Görme engelli olmasından dolayı dünyayı parmak uçlarıyla tanımaya çalışıyor. Görmüyor... ama dokunuyor, hissediyor ve resmediyor.Fırça kullanmadan parmaklarıyla resmediyor ve harikalar yaratıyor.
Şimdiye kadar yüzlerce başarılı tabloya imza atan Armağan, bir sergi açılışında yaptığı konuşmada “Ben dünyayı parmak uçlarımla tanıdım ve resmediyorum. Engelli arkadaşlarıma destek ve güç vermek, bakıp ta göremeyenlere bir şeyler anlatmak istiyorum” der.
Evet yanlış okumadınız. Parmak uçlarıyla görüyor ve gördüklerini resmediyor.
Yaptığı başarılı resimlerle adını dünyaya duyuran Armağanın bundan sonraki hikayesi ise giderek ilgi çekici bir hal alıyor.
Gözlerinin yüzde yüz kör olmasına rağmen tuvale sadece dokunarak bu denli güzel resimler çizmesi Eşref Armağan'ı bilimsel araştırmalara konu ediyor. Harvard Üniversitesi Eşref Armağan'ı birçok göz ve beyin testinden geçiriyor ve gören bir bireyde bir şey gördüğünde beyinde hareket eden kısmın Armağanda bir şeye dokunduğunda harekete geçmesi bilim adamlarını hayrete düşürüyor. Armağan'ın parmak uçlarını göz gibi kullanabilmesi Armağan'ı dünyada ilk ve tek yapıyor.

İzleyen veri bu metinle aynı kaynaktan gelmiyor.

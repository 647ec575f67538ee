use chrono::Utc;
use metrics::{counter, histogram};
use rand::Rng;
use rust_decimal::Decimal;
use sqlx::PgPool;
use tokio::sync::broadcast;
use tokio::time::{interval, Duration};
use uuid::Uuid;

use crate::db::{fill_repo, trade_repo};
use crate::models::{Fill, Trade, TradeStatus, WebSocketEvent};

/// Simulated execution jitter: ±30 basis points around the trade price.
const MAX_SLIPPAGE_BPS: i64 = 30;
/// Simulated venue latency bounds in milliseconds.
const LATENCY_MIN_MS: i32 = 5;
const LATENCY_MAX_MS: i32 = 250;
/// Pending trades picked up per tick.
const PENDING_BATCH: i64 = 50;

/// Run the fill feed loop. Stands in for an execution venue: every tick it
/// drains pending trades, fabricates a plausible execution for each, and
/// announces the fill plus the status change to WebSocket subscribers.
pub async fn run_fill_feed(
    pool: PgPool,
    ws_tx: broadcast::Sender<WebSocketEvent>,
    interval_secs: u64,
) {
    let mut ticker = interval(Duration::from_secs(interval_secs));
    tracing::info!(interval_secs, "Fill feed started");

    loop {
        ticker.tick().await;

        let trades = match trade_repo::get_pending_trades(&pool, PENDING_BATCH).await {
            Ok(trades) => trades,
            Err(e) => {
                tracing::error!(error = %e, "Fill feed: failed to fetch pending trades");
                continue;
            }
        };

        if trades.is_empty() {
            tracing::debug!("Fill feed: no pending trades");
            continue;
        }

        for trade in &trades {
            if let Err(e) = execute_trade(&pool, &ws_tx, trade).await {
                tracing::error!(
                    error = %e,
                    trade_id = %trade.id,
                    "Fill feed: execution failed"
                );
            }
        }
    }
}

async fn execute_trade(
    pool: &PgPool,
    ws_tx: &broadcast::Sender<WebSocketEvent>,
    trade: &Trade,
) -> anyhow::Result<()> {
    // Claim the trade first; losing the race to a concurrent cancel is
    // not an error, the trade is simply no longer ours to fill.
    let Some(updated) = trade_repo::mark_status(pool, trade.id, TradeStatus::Filled).await? else {
        return Ok(());
    };

    let fill = simulate_fill(trade, &mut rand::thread_rng());
    let fill = fill_repo::insert_fill(pool, &fill).await?;

    counter!("fills_recorded_total").increment(1);
    histogram!("fill_latency_ms").record(fill.latency as f64);
    tracing::info!(
        trade_id = %trade.id,
        symbol = %fill.symbol,
        price = %fill.price,
        slippage = %fill.slippage,
        "Trade filled"
    );

    if ws_tx.send(WebSocketEvent::Fill(fill)).is_ok() {
        counter!("ws_events_broadcast_total").increment(1);
    }
    if ws_tx.send(WebSocketEvent::Trade(updated)).is_ok() {
        counter!("ws_events_broadcast_total").increment(1);
    }

    Ok(())
}

/// Fabricate an execution for a trade: fill price jittered within
/// ±`MAX_SLIPPAGE_BPS` of the order price, slippage derived from the
/// realized difference, latency drawn from the configured bounds.
pub fn simulate_fill(trade: &Trade, rng: &mut impl Rng) -> Fill {
    let bps = rng.gen_range(-MAX_SLIPPAGE_BPS..=MAX_SLIPPAGE_BPS);
    let price = (trade.price * Decimal::from(10_000 + bps) / Decimal::from(10_000)).round_dp(4);
    let slippage = ((price - trade.price) * Decimal::ONE_HUNDRED / trade.price).round_dp(4);

    Fill {
        id: Uuid::new_v4(),
        trade_id: trade.id,
        symbol: trade.symbol.clone(),
        side: trade.side,
        quantity: trade.quantity,
        price,
        slippage,
        latency: rng.gen_range(LATENCY_MIN_MS..=LATENCY_MAX_MS),
        timestamp: Utc::now(),
    }
}

// ---------------------------------------------------------------------------
// Tests
// ---------------------------------------------------------------------------
use serde_json::{Map, Value};
use uuid::Uuid;

use crate::models::Trade;
use crate::schema::error::ValidationError;
use crate::schema::fields::Fields;
use crate::schema::validate_trade;

/// Normalize a broker execution webhook into a canonical [`Trade`].
///
/// Webhook shape: `{event, pilotId, order: {symbol, side}, execution:
/// {qty, price, timestamp}}`. Brokers shout their sides (`"BUY"`), so the
/// side is lowercased before validation; the id is server-assigned and the
/// status is left to default to `pending`. Everything else goes through
/// `validate_trade` untouched; normalization never bypasses validation.
pub fn normalize_execution(webhook: &Value) -> Result<Trade, ValidationError> {
    let mut f = Fields::new(webhook)?;
    let order = f.object("order");
    let execution = f.object("execution");
    let pilot_id = f.value("pilotId").cloned();

    let (Some(order), Some(execution), Some(pilot_id)) = (order, execution, pilot_id) else {
        return Err(f.into_error());
    };

    let mut candidate = Map::new();
    candidate.insert("id".into(), Value::String(Uuid::new_v4().to_string()));
    candidate.insert("pilotId".into(), pilot_id);
    if let Some(symbol) = order.get("symbol") {
        candidate.insert("symbol".into(), symbol.clone());
    }
    if let Some(side) = order.get("side") {
        let side = match side.as_str() {
            Some(s) => Value::String(s.to_lowercase()),
            None => side.clone(),
        };
        candidate.insert("side".into(), side);
    }
    if let Some(qty) = execution.get("qty") {
        candidate.insert("quantity".into(), qty.clone());
    }
    if let Some(price) = execution.get("price") {
        candidate.insert("price".into(), price.clone());
    }
    if let Some(ts) = execution.get("timestamp") {
        candidate.insert("timestamp".into(), ts.clone());
    }

    validate_trade(&Value::Object(candidate))
}

// ---------------------------------------------------------------------------
// Tests
// ---------------------------------------------------------------------------

#[cfg(test)]
mod tests {
    use super::*;
    use crate::models::{Side, TradeStatus};
    use rust_decimal::Decimal;
    use serde_json::json;

    fn webhook() -> Value {
        json!({
            "event": "fill",
            "pilotId": "0d5bb6a2-8c07-4a51-b54c-2d37f8e4c7a9",
            "order": {"symbol": "AAPL", "side": "BUY"},
            "execution": {"qty": 10, "price": 150.25, "timestamp": "2024-01-01T00:00:00Z"},
        })
    }

    #[test]
    fn shouted_side_is_lowercased_and_status_defaults() {
        let trade = normalize_execution(&webhook()).unwrap();
        assert_eq!(trade.side, Side::Buy);
        assert_eq!(trade.status, TradeStatus::Pending);
        assert_eq!(trade.quantity, Decimal::from(10));
        assert_eq!(trade.symbol, "AAPL");
    }

    #[test]
    fn each_call_assigns_a_fresh_id() {
        let a = normalize_execution(&webhook()).unwrap();
        let b = normalize_execution(&webhook()).unwrap();
        assert_ne!(a.id, b.id);
    }

    #[test]
    fn missing_sections_are_reported_together() {
        let err = normalize_execution(&json!({"event": "fill"})).unwrap_err();
        let fields: Vec<&str> = err.errors.iter().map(|e| e.field.as_str()).collect();
        assert_eq!(fields, vec!["order", "execution", "pilotId"]);
    }

    #[test]
    fn bad_execution_values_fail_validation() {
        let mut payload = webhook();
        payload["execution"]["price"] = json!(-1);
        let err = normalize_execution(&payload).unwrap_err();
        assert_eq!(err.errors[0].field, "price");
    }

    #[test]
    fn unparseable_side_is_rejected_not_guessed() {
        let mut payload = webhook();
        payload["order"]["side"] = json!("short");
        let err = normalize_execution(&payload).unwrap_err();
        assert_eq!(err.errors[0].field, "side");
    }
}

Kendi azim ve inatçılığı sayesinde bazı teknikler geliştirerek dünyayı parmak uçlarıyla tanıyan, resmeden ve herkesi kendine hayran bırakan bu adam kimdir? Şimdi biraz Eşref armağanı tanıyalım.
Eşref Armağan 1953, İstanbul doğumludur. Yaşadığı mutasyon sonucu dünyaya doğuştan yüzde yüz kör olarak gelmiştir.

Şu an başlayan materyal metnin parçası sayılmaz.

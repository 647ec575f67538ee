pub mod api;
pub mod config;
pub mod db;
pub mod errors;
pub mod ingestion;
pub mod metrics;
pub mod models;
pub mod risk;
pub mod schema;
pub mod services;

use tokio::sync::broadcast;

use crate::config::AppConfig;
use crate::models::WebSocketEvent;

#[derive(Clone)]
pub struct AppState {
    pub db: sqlx::PgPool,
    pub config: AppConfig,
    pub ws_tx: broadcast::Sender<WebSocketEvent>,
    pub metrics_handle: metrics_exporter_prometheus::PrometheusHandle,
}
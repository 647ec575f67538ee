use chrono::{DateTime, Utc};
use rust_decimal::Decimal;
use serde::{Deserialize, Serialize};
use uuid::Uuid;

use super::{Fill, Trade};

/// Messages carried over the WebSocket channel, in both directions: the
/// server broadcasts them to connected clients, and inbound payloads are
/// accepted only through `schema::validate_websocket_event`.
#[derive(Debug, Clone, PartialEq, Serialize, Deserialize)]
#[serde(tag = "type", content = "data", rename_all = "snake_case")]
pub enum WebSocketEvent {
    Fill(Fill),
    PnlUpdate(PnlUpdate),
    Trade(Trade),
}

/// Per-user PnL snapshot pushed alongside fills.
#[derive(Debug, Clone, PartialEq, Serialize, Deserialize)]
#[serde(rename_all = "camelCase")]
pub struct PnlUpdate {
    pub user_id: Uuid,
    #[serde(rename = "totalPnL")]
    pub total_pnl: Decimal,
    #[serde(rename = "dailyPnL")]
    pub daily_pnl: Decimal,
    pub timestamp: DateTime<Utc>,
}
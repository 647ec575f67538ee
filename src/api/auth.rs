use axum::{
    extract::{Request, State},
    http::StatusCode,
    middleware::Next,
    response::{IntoResponse, Response},
};

use crate::AppState;

/// Bearer-token authentication middleware.
///
/// When `api_token` is configured, every request must carry
/// `Authorization: Bearer <token>` matching it. An unset token disables
/// authentication (dev mode).
pub async fn require_auth(State(state): State<AppState>, req: Request, next: Next) -> Response {
    let Some(expected) = state.config.api_token.as_deref() else {
        return next.run(req).await;
    };

    let auth_header = req
        .headers()
        .get("authorization")
        .and_then(|v| v.to_str().ok());

    match auth_header.and_then(|v| v.strip_prefix("Bearer ")) {
        Some(token) if token == expected => next.run(req).await,
        Some(_) => (StatusCode::UNAUTHORIZED, "Invalid token").into_response(),
        None => (
            StatusCode::UNAUTHORIZED,
            "Missing or invalid Authorization header",
        )
            .into_response(),
    }
}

3-4 yaşlarında baba ve annesinin 'oğlum önüne bak' cümlesini sadece kendisine kurduklarını fark edince bunun nedenini ailesine sorar ve babası Armağan'a doğuştan kör olduğunu anlatır.
Armağan artık kör olduğunu kabullenir ve sürekli nesneleri sorgulayarak ve dokunarak öğrenmeye başlar. Öğrendiği nesneleri bir tahtanın üzerine çivilerle resmeden Armağan 12 yaşında babasının dükkânında babasına yardım ederken içeriye bir kelebek girer ve Armağan babasına kelebeğin nasıl bir şey olduğunu sorar. Babası Armağanın avucuna bir kelebek koyar ve renklerini anlatır. Armağan ilk kez bir kelebeği renkleriyle çizdikten sonra kendi yeteneğini keşfeder.
Hiçbir zaman günbatımını, baharda yeşeren, çiçek açan doğayı, renklerini görmeyen Armağan kendi hırsı, azmi ve mücadeleci kişiliği sayesinde tüm bunları resme dökebilmeyi başarmıştır.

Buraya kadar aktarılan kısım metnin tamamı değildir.